Unraveling the interactions of phage therapy, microbiota, and immunity against multi-drug resistant bacteria

Antibiotic resistant bacteria are bugs that developed ways to inactivate antibiotics created to kill them. The overuse of antibiotics in hospitals and agriculture has led to the 'post-antibiotic era', where bacteria have overcome all the antibiotics available to us. Generating new antibiotics is slow and expensive, yet alternatives must be rapidly found, as bacterial infections, if left untreated, can result in fatal outcomes. Bacteriophages, viruses that specifically target bacteria without affecting eukaryotic cells, have been proposed as antimicrobial treatment1. They replicate rapidly within bacterial cells, leading to bacterial lysis and death.
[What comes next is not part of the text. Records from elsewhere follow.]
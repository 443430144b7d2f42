//! Events published by sessions to the manager's subscribers.

use serde_json::Value;

/// What happened to a session.
#[derive(Debug, Clone, PartialEq)]
pub enum SessionEvent {
    /// The event socket was lost; recovery has started.
    Disconnected,
    /// Recovery succeeded; the session is live again.
    Reconnected,
    /// A server message, forwarded verbatim.
    Other { name: String, data: Value },
}

/// A [`SessionEvent`] tagged with the session it came from.
#[derive(Debug, Clone, PartialEq)]
pub struct ManagerEvent {
    pub uuid: String,
    pub kind: SessionEvent,
}

impl ManagerEvent {
    pub fn new(uuid: impl Into<String>, kind: SessionEvent) -> Self {
        Self {
            uuid: uuid.into(),
            kind,
        }
    }
}
//! Error category classification.
//!
//! Categories drive retry decisions and the wording shown to the user.

use std::fmt;

/// High-level categorization of errors for handling decisions.
#[derive(Debug, Clone, Copy, PartialEq, Eq, Hash)]
pub enum ErrorCategory {
    /// Connection, DNS, timeout. Generally transient.
    Network,

    /// Rejected credentials or missing token.
    Auth,

    /// Backend errors (HTTP 5xx). Generally transient.
    Server,

    /// User action required (bad address, unexpected input).
    User,

    /// Filesystem and process errors.
    System,

    /// Invalid settings.
    Configuration,
}

impl ErrorCategory {
    /// Returns true if errors in this category are generally transient
    /// and the operation can be retried.
    pub fn is_retryable(&self) -> bool {
        matches!(self, ErrorCategory::Network | ErrorCategory::Server)
    }

    /// Returns a short label for the category suitable for logging.
    pub fn as_str(&self) -> &'static str {
        match self {
            ErrorCategory::Network => "network",
            ErrorCategory::Auth => "auth",
            ErrorCategory::Server => "server",
            ErrorCategory::User => "user",
            ErrorCategory::System => "system",
            ErrorCategory::Configuration => "configuration",
        }
    }
}

impl fmt::Display for ErrorCategory {
    fn fmt(&self, f: &mut fmt::Formatter<'_>) -> fmt::Result {
        f.write_str(self.as_str())
    }
}

#[cfg(test)]
mod tests {
    use super::*;

    #[test]
    fn test_retryable_categories() {
        assert!(ErrorCategory::Network.is_retryable());
        assert!(ErrorCategory::Server.is_retryable());
        assert!(!ErrorCategory::Auth.is_retryable());
        assert!(!ErrorCategory::User.is_retryable());
        assert!(!ErrorCategory::System.is_retryable());
        assert!(!ErrorCategory::Configuration.is_retryable());
    }

    #[test]
    fn test_category_display() {
        assert_eq!(ErrorCategory::Network.to_string(), "network");
        assert_eq!(ErrorCategory::Configuration.to_string(), "configuration");
    }
}
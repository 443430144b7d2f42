use std::time::Duration;

use futures_util::{SinkExt, StreamExt};
use tokio::sync::{mpsc, watch};
use tokio::time::Instant;
use tokio_tungstenite::tungstenite::Message;
use tokio_tungstenite::{connect_async_tls_with_config, Connector};
use tracing::{debug, error, info, warn};

use crate::error::ClientError;
use crate::models::ClientEvent;

use super::messages::SocketMessage;

/// Buffer of the event channel handed to the session listener.
const EVENT_CHANNEL_CAPACITY: usize = 100;

/// Where and how to open the event socket.
#[derive(Debug, Clone)]
pub struct SocketConfig {
    /// HTTP(S) address of the server.
    pub address: String,
    pub access_token: String,
    pub device_id: String,
    pub ignore_ssl_cert: bool,
}

impl SocketConfig {
    /// Socket URL: the server address with a ws/wss scheme and `/socket`
    /// appended to its path.
    pub fn url(&self) -> Result<String, ClientError> {
        let mut url = reqwest::Url::parse(&self.address)
            .map_err(|e| ClientError::WebSocket(format!("invalid address {}: {}", self.address, e)))?;
        let scheme = match url.scheme() {
            "https" => "wss",
            _ => "ws",
        };
        url.set_scheme(scheme)
            .map_err(|_| ClientError::WebSocket(format!("cannot use {} for a socket", self.address)))?;
        let path = format!("{}/socket", url.path().trim_end_matches('/'));
        url.set_path(&path);
        url.query_pairs_mut()
            .append_pair("api_key", &self.access_token)
            .append_pair("deviceId", &self.device_id);
        Ok(url.to_string())
    }
}

/// Live event socket to one server.
///
/// The socket does not reconnect on its own. When it drops, the event
/// stream yields [`ClientEvent::Disconnected`] once and ends; reconnecting
/// is up to the session.
pub struct JellyfinSocket {
    shutdown: watch::Sender<bool>,
}

impl JellyfinSocket {
    /// Open the socket and start forwarding server messages.
    pub async fn connect(
        config: SocketConfig,
    ) -> Result<(Self, mpsc::Receiver<ClientEvent>), ClientError> {
        let url = config.url()?;
        let connector = if config.ignore_ssl_cert {
            let tls = native_tls::TlsConnector::builder()
                .danger_accept_invalid_certs(true)
                .danger_accept_invalid_hostnames(true)
                .build()
                .map_err(|e| ClientError::Tls {
                    message: e.to_string(),
                })?;
            Some(Connector::NativeTls(tls))
        } else {
            None
        };

        let (ws_stream, _) = connect_async_tls_with_config(url.as_str(), None, false, connector)
            .await
            .map_err(|e| ClientError::WebSocket(e.to_string()))?;

        info!("Connected to event socket at {}", config.address);

        let (ws_sink, ws_stream) = ws_stream.split();
        let (events_tx, events_rx) = mpsc::channel(EVENT_CHANNEL_CAPACITY);
        let (shutdown_tx, shutdown_rx) = watch::channel(false);

        tokio::spawn(async move {
            run_connection_loop(ws_sink, ws_stream, events_tx, shutdown_rx).await;
        });

        Ok((
            Self {
                shutdown: shutdown_tx,
            },
            events_rx,
        ))
    }

    /// Close the socket. The event stream ends without a disconnect event.
    pub fn shutdown(&self) {
        debug!("Shutting down event socket");
        let _ = self.shutdown.send(true);
    }
}

impl Drop for JellyfinSocket {
    fn drop(&mut self) {
        self.shutdown();
    }
}

type WsStream = tokio_tungstenite::WebSocketStream<
    tokio_tungstenite::MaybeTlsStream<tokio::net::TcpStream>,
>;

/// Forward frames until shutdown or until the connection is lost.
async fn run_connection_loop(
    mut ws_sink: futures_util::stream::SplitSink<WsStream, Message>,
    mut ws_stream: futures_util::stream::SplitStream<WsStream>,
    events_tx: mpsc::Sender<ClientEvent>,
    mut shutdown_rx: watch::Receiver<bool>,
) {
    let mut keep_alive: Option<(Duration, Instant)> = None;

    loop {
        let next_keep_alive = keep_alive.map(|(_, at)| at);
        tokio::select! {
            changed = shutdown_rx.changed() => {
                let stopped = changed.is_err() || *shutdown_rx.borrow();
                if stopped {
                    debug!("Shutdown signal received, closing socket");
                    let _ = ws_sink.close().await;
                    return;
                }
            }
            _ = sleep_until_opt(next_keep_alive) => {
                if let Some((interval, _)) = keep_alive {
                    send_keep_alive(&mut ws_sink).await;
                    keep_alive = Some((interval, Instant::now() + interval));
                }
            }
            msg = ws_stream.next() => {
                match msg {
                    Some(Ok(Message::Text(text))) => {
                        let parsed = match serde_json::from_str::<SocketMessage>(&text) {
                            Ok(parsed) => parsed,
                            Err(e) => {
                                warn!("Failed to parse socket message: {} - {}", e, text);
                                continue;
                            }
                        };
                        if let Some(interval) = parsed.keep_alive_interval() {
                            debug!("Server requested keep-alive every {:?}", interval);
                            send_keep_alive(&mut ws_sink).await;
                            keep_alive = Some((interval, Instant::now() + interval));
                            continue;
                        }
                        if parsed.is_keep_alive() {
                            continue;
                        }
                        let event = ClientEvent::Message {
                            name: parsed.message_type,
                            data: parsed.data,
                        };
                        if events_tx.send(event).await.is_err() {
                            debug!("Event receiver dropped, closing socket");
                            let _ = ws_sink.close().await;
                            return;
                        }
                    }
                    Some(Ok(Message::Ping(data))) => {
                        let _ = ws_sink.send(Message::Pong(data)).await;
                    }
                    Some(Ok(Message::Close(_))) => {
                        info!("Server closed the event socket");
                        break;
                    }
                    Some(Ok(_)) => {}
                    Some(Err(e)) => {
                        error!("Event socket error: {}", e);
                        break;
                    }
                    None => {
                        info!("Event socket stream ended");
                        break;
                    }
                }
            }
        }
    }

    let stopped = *shutdown_rx.borrow();
    if !stopped {
        let _ = events_tx.send(ClientEvent::Disconnected).await;
    }
}

async fn sleep_until_opt(deadline: Option<Instant>) {
    match deadline {
        Some(deadline) => tokio::time::sleep_until(deadline).await,
        None => std::future::pending().await,
    }
}

async fn send_keep_alive(ws_sink: &mut futures_util::stream::SplitSink<WsStream, Message>) {
    match serde_json::to_string(&SocketMessage::keep_alive()) {
        Ok(json) => {
            if let Err(e) = ws_sink.send(Message::Text(json)).await {
                warn!("Failed to send keep-alive: {}", e);
            }
        }
        Err(e) => error!("Failed to serialize keep-alive: {}", e),
    }
}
In recent years, phage therapy has regained attention due to advancements in genetic engineering that enables manipulation of bacteriophages. Indeed recently, an oral phage cocktail was used to suppress multi-drug resistant Klebsiella pneumoniae, a bacterium shown to contribute to the onset of inflammatory bowel disease. This phage cocktail is now undergoing a phase II clinical trial in hundreds of patients. But, despite being phages already sporadically used in clinic, we still have to improve their therapeutic application. In fact, bacteria become resistant to phages, as they do for antibiotics; also, phages can be attacked by the patient's immune system despite being safe, with a decrease in their therapeutic effect. This project has the goal to study, for the first time, interactions between phages, bacteria, and the mammalian immune system in in vivo models. We will create engineered bacteria and employ murine models and 'omics' technologies to shed light on the phage-microbiome- host immune system interactions, to improve the use of phage therapy in vivo.